Saved data entries
=== Begin Enclosure ===
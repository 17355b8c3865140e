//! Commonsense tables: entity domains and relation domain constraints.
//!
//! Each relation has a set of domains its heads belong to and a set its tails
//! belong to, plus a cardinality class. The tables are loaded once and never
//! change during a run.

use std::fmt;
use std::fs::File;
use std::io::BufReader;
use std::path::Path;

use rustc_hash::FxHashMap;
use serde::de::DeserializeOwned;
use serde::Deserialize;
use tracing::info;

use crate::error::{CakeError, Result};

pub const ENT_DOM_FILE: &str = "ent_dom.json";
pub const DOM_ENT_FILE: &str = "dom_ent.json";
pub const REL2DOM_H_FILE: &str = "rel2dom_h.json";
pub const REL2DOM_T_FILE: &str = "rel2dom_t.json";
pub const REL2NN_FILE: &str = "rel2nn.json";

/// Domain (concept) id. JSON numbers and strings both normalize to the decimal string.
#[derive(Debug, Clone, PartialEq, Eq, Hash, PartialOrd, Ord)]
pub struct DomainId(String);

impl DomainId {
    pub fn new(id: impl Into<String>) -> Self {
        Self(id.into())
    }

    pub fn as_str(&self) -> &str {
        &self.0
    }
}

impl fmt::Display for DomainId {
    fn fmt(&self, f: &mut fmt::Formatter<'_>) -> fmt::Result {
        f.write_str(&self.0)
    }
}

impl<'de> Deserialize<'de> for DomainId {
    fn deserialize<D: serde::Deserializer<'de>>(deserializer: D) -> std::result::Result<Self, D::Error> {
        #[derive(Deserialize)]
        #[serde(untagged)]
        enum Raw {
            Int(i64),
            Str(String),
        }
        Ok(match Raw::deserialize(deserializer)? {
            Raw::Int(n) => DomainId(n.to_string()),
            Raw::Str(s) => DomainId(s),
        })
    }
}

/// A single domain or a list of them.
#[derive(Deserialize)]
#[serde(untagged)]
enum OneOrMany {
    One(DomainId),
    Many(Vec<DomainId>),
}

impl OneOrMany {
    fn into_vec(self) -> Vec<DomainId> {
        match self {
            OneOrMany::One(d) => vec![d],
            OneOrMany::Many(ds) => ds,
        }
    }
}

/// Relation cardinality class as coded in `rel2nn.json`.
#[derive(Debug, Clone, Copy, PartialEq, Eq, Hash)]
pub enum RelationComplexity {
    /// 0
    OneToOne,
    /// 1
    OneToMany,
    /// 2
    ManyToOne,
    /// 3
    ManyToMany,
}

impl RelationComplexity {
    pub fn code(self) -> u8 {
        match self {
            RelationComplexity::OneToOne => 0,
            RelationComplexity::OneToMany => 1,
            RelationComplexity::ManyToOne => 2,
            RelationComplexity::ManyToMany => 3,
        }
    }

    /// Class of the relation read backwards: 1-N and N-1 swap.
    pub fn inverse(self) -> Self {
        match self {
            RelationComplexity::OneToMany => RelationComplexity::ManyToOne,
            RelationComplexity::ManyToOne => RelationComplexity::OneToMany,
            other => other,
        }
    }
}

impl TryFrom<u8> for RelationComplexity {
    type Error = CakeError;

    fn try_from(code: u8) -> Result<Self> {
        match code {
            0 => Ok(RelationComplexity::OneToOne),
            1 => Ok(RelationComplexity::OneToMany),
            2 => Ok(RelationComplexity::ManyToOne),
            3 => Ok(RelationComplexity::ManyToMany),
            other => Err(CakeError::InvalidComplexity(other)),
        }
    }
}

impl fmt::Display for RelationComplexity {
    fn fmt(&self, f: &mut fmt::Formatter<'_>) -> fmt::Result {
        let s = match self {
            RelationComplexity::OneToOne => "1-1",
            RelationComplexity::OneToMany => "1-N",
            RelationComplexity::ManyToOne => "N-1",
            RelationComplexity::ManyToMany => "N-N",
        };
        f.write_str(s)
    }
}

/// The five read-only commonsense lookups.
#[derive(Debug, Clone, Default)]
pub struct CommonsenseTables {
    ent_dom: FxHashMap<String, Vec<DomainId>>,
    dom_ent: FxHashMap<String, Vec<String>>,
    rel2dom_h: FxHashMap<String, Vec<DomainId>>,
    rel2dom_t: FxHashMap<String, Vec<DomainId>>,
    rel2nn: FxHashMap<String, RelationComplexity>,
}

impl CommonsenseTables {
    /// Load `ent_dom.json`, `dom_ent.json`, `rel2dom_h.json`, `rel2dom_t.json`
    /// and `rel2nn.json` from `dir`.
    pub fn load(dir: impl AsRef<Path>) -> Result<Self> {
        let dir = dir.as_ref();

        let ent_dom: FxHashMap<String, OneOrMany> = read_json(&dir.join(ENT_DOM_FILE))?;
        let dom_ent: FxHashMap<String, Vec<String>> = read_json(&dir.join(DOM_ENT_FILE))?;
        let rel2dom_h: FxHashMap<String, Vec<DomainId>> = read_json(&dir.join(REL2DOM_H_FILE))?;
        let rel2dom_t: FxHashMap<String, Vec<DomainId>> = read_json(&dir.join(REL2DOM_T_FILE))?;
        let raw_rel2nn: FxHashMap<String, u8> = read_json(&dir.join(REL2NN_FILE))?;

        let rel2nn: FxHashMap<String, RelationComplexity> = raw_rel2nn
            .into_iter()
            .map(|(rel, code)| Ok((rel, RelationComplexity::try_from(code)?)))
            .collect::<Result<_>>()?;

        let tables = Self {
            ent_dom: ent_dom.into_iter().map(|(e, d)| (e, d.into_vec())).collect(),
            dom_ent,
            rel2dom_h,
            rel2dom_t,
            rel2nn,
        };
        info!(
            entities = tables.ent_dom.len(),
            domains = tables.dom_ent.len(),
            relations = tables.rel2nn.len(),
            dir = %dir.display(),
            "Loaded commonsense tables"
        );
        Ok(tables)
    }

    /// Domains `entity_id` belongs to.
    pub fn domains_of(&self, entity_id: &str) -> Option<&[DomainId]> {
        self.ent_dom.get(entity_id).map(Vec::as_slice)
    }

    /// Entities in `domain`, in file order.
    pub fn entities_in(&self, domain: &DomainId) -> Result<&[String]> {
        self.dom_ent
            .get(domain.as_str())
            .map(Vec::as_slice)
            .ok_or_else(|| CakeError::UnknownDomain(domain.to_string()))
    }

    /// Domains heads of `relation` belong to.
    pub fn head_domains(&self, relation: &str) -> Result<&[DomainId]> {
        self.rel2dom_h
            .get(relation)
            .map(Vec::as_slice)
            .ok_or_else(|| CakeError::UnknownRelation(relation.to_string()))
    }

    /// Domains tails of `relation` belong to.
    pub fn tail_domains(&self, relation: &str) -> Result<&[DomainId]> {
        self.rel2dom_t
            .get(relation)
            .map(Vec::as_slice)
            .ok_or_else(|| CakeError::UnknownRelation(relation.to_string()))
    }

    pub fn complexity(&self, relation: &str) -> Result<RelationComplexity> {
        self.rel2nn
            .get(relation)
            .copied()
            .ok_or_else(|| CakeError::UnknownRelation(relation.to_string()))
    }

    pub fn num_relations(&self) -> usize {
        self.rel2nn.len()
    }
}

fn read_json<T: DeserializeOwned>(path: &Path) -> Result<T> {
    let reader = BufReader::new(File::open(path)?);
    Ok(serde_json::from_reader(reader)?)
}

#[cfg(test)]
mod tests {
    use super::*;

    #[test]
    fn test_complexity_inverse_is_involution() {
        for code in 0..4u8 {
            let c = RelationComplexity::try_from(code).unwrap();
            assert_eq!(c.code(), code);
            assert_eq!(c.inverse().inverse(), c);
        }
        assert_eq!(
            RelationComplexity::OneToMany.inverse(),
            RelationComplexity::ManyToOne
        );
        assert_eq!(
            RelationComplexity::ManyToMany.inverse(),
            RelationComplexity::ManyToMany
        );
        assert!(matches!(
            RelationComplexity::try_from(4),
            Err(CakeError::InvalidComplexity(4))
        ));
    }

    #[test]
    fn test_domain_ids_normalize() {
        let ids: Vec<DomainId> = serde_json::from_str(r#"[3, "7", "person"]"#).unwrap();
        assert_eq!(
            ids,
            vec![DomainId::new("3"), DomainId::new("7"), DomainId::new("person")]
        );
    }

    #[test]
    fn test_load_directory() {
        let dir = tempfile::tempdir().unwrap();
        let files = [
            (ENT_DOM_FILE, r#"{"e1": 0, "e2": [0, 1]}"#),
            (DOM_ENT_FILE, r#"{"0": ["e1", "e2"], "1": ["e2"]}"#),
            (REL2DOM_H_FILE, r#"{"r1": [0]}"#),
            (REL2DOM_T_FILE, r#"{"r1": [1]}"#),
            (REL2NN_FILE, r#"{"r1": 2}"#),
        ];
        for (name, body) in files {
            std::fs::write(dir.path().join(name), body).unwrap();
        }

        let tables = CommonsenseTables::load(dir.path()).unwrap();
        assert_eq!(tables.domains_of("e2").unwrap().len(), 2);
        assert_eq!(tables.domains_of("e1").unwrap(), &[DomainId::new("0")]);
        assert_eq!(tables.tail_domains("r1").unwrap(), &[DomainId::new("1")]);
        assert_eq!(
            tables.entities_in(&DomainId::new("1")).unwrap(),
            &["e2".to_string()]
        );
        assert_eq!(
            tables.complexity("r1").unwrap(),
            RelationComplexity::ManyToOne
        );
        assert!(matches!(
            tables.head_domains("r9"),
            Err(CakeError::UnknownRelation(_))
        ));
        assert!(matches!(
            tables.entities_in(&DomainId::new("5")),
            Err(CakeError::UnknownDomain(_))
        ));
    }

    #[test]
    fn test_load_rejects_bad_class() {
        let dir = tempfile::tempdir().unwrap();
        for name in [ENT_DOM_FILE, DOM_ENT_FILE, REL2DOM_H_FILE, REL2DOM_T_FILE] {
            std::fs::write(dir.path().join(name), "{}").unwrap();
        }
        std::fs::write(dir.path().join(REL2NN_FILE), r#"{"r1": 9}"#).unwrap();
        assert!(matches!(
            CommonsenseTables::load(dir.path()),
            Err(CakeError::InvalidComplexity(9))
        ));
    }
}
=== End Enclosure ===
▸ **Task goal**
Among the lines above, which ones hold the string "join"? Show them.

▸ **Result of this task**
        let ent_dom: FxHashMap<String, OneOrMany> = read_json(&dir.join(ENT_DOM_FILE))?;
        let dom_ent: FxHashMap<String, Vec<String>> = read_json(&dir.join(DOM_ENT_FILE))?;
        let rel2dom_h: FxHashMap<String, Vec<DomainId>> = read_json(&dir.join(REL2DOM_H_FILE))?;
        let rel2dom_t: FxHashMap<String, Vec<DomainId>> = read_json(&dir.join(REL2DOM_T_FILE))?;
        let raw_rel2nn: FxHashMap<String, u8> = read_json(&dir.join(REL2NN_FILE))?;
            std::fs::write(dir.path().join(name), body).unwrap();
            std::fs::write(dir.path().join(name), "{}").unwrap();
        std::fs::write(dir.path().join(REL2NN_FILE), r#"{"r1": 9}"#).unwrap();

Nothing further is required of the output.